» **TASK INSTRUCTIONS**
When you spot the word "AgentError" in a line of the data below, copy that line.

» **MATERIALS PROVIDED**

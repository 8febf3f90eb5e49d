use async_trait::async_trait;
use chrono::Utc;
use finresearch_models::{ReportDraft, ReportOutline, ReportSection};
use tracing::{debug, info};

use super::{profile_name, ReportInput, StageOutput, Worker, WorkerContext};
use crate::client::AgentClient;
use crate::error::AgentError;
use crate::prompts::{outline_prompt, section_prompt, DISCLAIMER};

/// Drafts the report section by section.
pub struct ReportWriter {
    client: AgentClient,
}

impl ReportWriter {
    pub fn new(ctx: &WorkerContext) -> Self {
        Self {
            client: ctx.client(
                "ReportWriter",
                "a financial writer who produces clear equity research reports",
            ),
        }
    }
}

fn anchor(title: &str) -> String {
    title
        .trim()
        .to_lowercase()
        .chars()
        .filter_map(|c| match c {
            ' ' => Some('-'),
            c if c.is_alphanumeric() || c == '-' || c == '_' => Some(c),
            _ => None,
        })
        .collect()
}

/// Assemble the final markdown: title, date, table of contents, sections and
/// the disclaimer.
pub fn compile_report(title: &str, date: &str, sections: &[ReportSection]) -> String {
    let mut out = format!("# {title}\n\n**Date:** {date}\n\n## Table of Contents\n\n");
    for section in sections {
        out.push_str(&format!("- [{}](#{})\n", section.title, anchor(&section.title)));
    }
    out.push_str("\n---\n\n");
    for section in sections {
        out.push_str(&format!(
            "## {}\n\n{}\n\n---\n\n",
            section.title,
            section.content.trim()
        ));
    }
    out.push_str(&format!("## Disclaimer\n\n{DISCLAIMER}\n"));
    out
}

fn analysis_context(input: &ReportInput) -> String {
    let context = serde_json::json!({
        "metrics": input.analysis.metrics,
        "market": input.analysis.market,
        "insights": input.analysis.insights,
        "research": input.research.analysis,
    });
    serde_json::to_string_pretty(&context).unwrap_or_default()
}

#[async_trait]
impl Worker for ReportWriter {
    type Input = ReportInput;
    type Output = ReportDraft;

    fn name(&self) -> &str {
        self.client.name()
    }

    async fn process(&mut self, input: &ReportInput) -> Result<StageOutput<ReportDraft>, AgentError> {
        let subject = input.subject.as_str();
        let company_name = Some(input.plan.company_name.trim())
            .filter(|s| !s.is_empty())
            .map(str::to_string)
            .or_else(|| profile_name(&input.company_profile))
            .unwrap_or_else(|| subject.to_string());

        let structured = self
            .client
            .send_structured::<ReportOutline>(&outline_prompt(subject, &company_name, &input.plan))
            .await?;
        let mut notes = structured.notes();
        let mut outline = structured.value;
        if outline.sections.is_empty() {
            notes.push("report_outline: no sections proposed, using the standard structure".to_string());
            outline.sections = ReportOutline::default().sections;
        }
        let title = if outline.title.trim().is_empty() {
            format!("{company_name} ({subject}) Financial Research Report")
        } else {
            outline.title.trim().to_string()
        };

        let context = analysis_context(input);
        let mut sections = Vec::with_capacity(outline.sections.len());
        for planned in &outline.sections {
            debug!(subject, section = %planned.key, "Writing section");
            let content = self
                .client
                .send_text(&section_prompt(subject, &company_name, planned, &context))
                .await?;
            sections.push(ReportSection {
                key: planned.key.clone(),
                title: planned.title.clone(),
                content,
            });
        }

        let date = Utc::now().format("%Y-%m-%d").to_string();
        let markdown = compile_report(&title, &date, &sections);
        info!(subject, sections = sections.len(), chars = markdown.len(), "Report drafted");

        Ok(StageOutput::new(
            ReportDraft {
                title,
                markdown,
                sections,
            },
            notes,
        ))
    }
}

» **EXPECTED OUTPUT**
use crate::error::AgentError;
    async fn process(&mut self, input: &ReportInput) -> Result<StageOutput<ReportDraft>, AgentError> {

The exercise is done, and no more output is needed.